Arts & Humanities Dean's Lecture Series featuring Cecile Richards
Arts & Humanities Dean's Lecture Series featuring Cecile Richards
Event Attributes
Presented By
As part of UMD’s Civic Maryland, a campus-wide initiative encouraging students to engage with issues of public concern, Cecile Richards, renowned activist and progressive leader, will talk about her mission to inspire people to political action. Richards recently helped launch Supermajority, a group working to train and mobilize women to become organizers, activists and leaders in advance of the 2020 elections. She previously worked for more than a decade as the president of Planned Parenthood. Richards will discuss her journey into activism, highlighted in her 2018 book “Make Trouble,” and provide a blueprint for anyone eager to “stand up, speak out and find the courage to lead.” The lecture will be followed by a Q&A.
About The Speaker
Cecile Richards is a national leader for women’s rights and social and economic justice, and the author of the New York Times bestseller “Make Trouble.” As President of Planned Parenthood Federation of America and Planned Parenthood Action Fund for 12 years, Richards worked to increase affordable access to reproductive health care and to build a healthier and safer world for women and young people.
After starting her career as a labor organizer, working with women earning the minimum wage, she went on to start her own grassroots organizations, and later served as Deputy Chief of Staff to House Democratic Leader Nancy Pelosi. In 2011 and 2012, she was named one of TIME Magazine’s 100 Most Influential People in the World.
Richards is a frequent speaker and commentator on politics and progressive issues. She and her husband, Kirk Adams, have three children and live in New York City and Maine.

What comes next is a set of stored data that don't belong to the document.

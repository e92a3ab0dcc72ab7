//! Incident models for the emergency patient-flow lifecycle.

use serde::{Deserialize, Serialize};

/// Incident status.
#[derive(Debug, Clone, Copy, Serialize, Deserialize, PartialEq, Eq)]
pub enum IncidentStatus {
    /// Reported by a caller, waiting for dispatch
    Reported,
    /// Dispatcher and ambulance assigned
    Dispatched,
    /// Patient en route to the ER
    Transporting,
    /// Patient arrived at the ER
    Arrived,
    /// Handled and closed after arrival
    Closed,
    /// Cancelled before arrival
    Cancelled,
}

impl IncidentStatus {
    /// Legal transition table. Any edge not listed here is rejected.
    pub fn can_transition_to(self, target: IncidentStatus) -> bool {
        use IncidentStatus::*;
        matches!(
            (self, target),
            (Reported, Dispatched)
                | (Reported, Cancelled)
                | (Dispatched, Transporting)
                | (Dispatched, Cancelled)
                | (Transporting, Arrived)
                | (Transporting, Cancelled)
                | (Arrived, Closed)
        )
    }

    /// Terminal statuses accept no further transitions.
    pub fn is_terminal(self) -> bool {
        matches!(self, IncidentStatus::Closed | IncidentStatus::Cancelled)
    }

    /// Storage/display form of the status.
    pub fn as_str(self) -> &'static str {
        match self {
            IncidentStatus::Reported => "reported",
            IncidentStatus::Dispatched => "dispatched",
            IncidentStatus::Transporting => "transporting",
            IncidentStatus::Arrived => "arrived",
            IncidentStatus::Closed => "closed",
            IncidentStatus::Cancelled => "cancelled",
        }
    }

    /// Parse the storage form back into a status.
    pub fn parse(s: &str) -> Option<Self> {
        match s {
            "reported" => Some(IncidentStatus::Reported),
            "dispatched" => Some(IncidentStatus::Dispatched),
            "transporting" => Some(IncidentStatus::Transporting),
            "arrived" => Some(IncidentStatus::Arrived),
            "closed" => Some(IncidentStatus::Closed),
            "cancelled" => Some(IncidentStatus::Cancelled),
            _ => None,
        }
    }
}

impl std::fmt::Display for IncidentStatus {
    fn fmt(&self, f: &mut std::fmt::Formatter<'_>) -> std::fmt::Result {
        f.write_str(self.as_str())
    }
}

/// Orderings for incident listings.
#[derive(Debug, Clone, Copy, PartialEq, Eq)]
pub enum IncidentOrdering {
    /// Newest report first (dispatch board).
    ReportedDesc,
    /// Earliest transport start first, ties broken by incident number
    /// (ER incoming queue).
    TransportAsc,
}

/// An emergency incident record.
#[derive(Debug, Clone, Serialize, Deserialize, PartialEq)]
pub struct Incident {
    /// Unique incident ID
    pub id: String,
    /// Sequential human-facing number, assigned at insert
    pub incident_number: i64,
    /// Current lifecycle status
    pub status: IncidentStatus,
    /// Where the emergency is
    pub location: String,
    /// How to reach the reporter
    pub reporter_contact: String,
    /// Nature of the emergency as reported
    pub nature: String,
    /// Dispatcher assigned at the Dispatched transition, never cleared
    pub dispatcher_id: Option<String>,
    /// Ambulance assigned at the Dispatched transition, never cleared
    pub ambulance_id: Option<String>,
    /// When the report was taken
    pub reported_at: String,
    /// When transport to the ER began
    pub transport_started_at: Option<String>,
    /// When the patient arrived at the ER
    pub arrived_at: Option<String>,
    /// Reason given at cancellation
    pub cancel_reason: Option<String>,
    /// Last mutation timestamp
    pub updated_at: String,
}

impl Incident {
    /// Incident number formatted for boards and radio ("INC-000042").
    pub fn display_number(&self) -> String {
        format!("INC-{:06}", self.incident_number)
    }
}

/// Fields supplied when an incident is reported.
#[derive(Debug, Clone, Serialize, Deserialize, PartialEq)]
pub struct IncidentReport {
    /// Where the emergency is
    pub location: String,
    /// How to reach the reporter
    pub reporter_contact: String,
    /// Nature of the emergency as reported
    pub nature: String,
}

impl IncidentReport {
    /// Create a report from raw intake fields.
    pub fn new(location: String, reporter_contact: String, nature: String) -> Self {
        Self {
            location,
            reporter_contact,
            nature,
        }
    }

    /// Check the required intake fields are present.
    pub fn validate(&self) -> Result<(), String> {
        if self.location.trim().is_empty() {
            return Err("location is required".into());
        }
        if self.reporter_contact.trim().is_empty() {
            return Err("reporter contact is required".into());
        }
        if self.nature.trim().is_empty() {
            return Err("nature is required".into());
        }
        Ok(())
    }
}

About the Arts and Humanities Dean’s Lecture Series
The Arts and Humanities Dean's Lecture Series provides an opportunity for the college faculty, students and staff to join together with colleagues across campus for stimulating conversation about issues that cross our disciplines. Lectures and performances may address either enduring or emerging questions central to the arts and humanities, or questions arising from other disciplines to which the arts and humanities might speak. In addition to presenting a major public event, each lecturer interacts in smaller settings with faculty, graduate students and/or undergraduates. Lectures and performances in the series may be co-sponsored with particular programs, centers, or departments within the college, with other colleges, and with external organizations.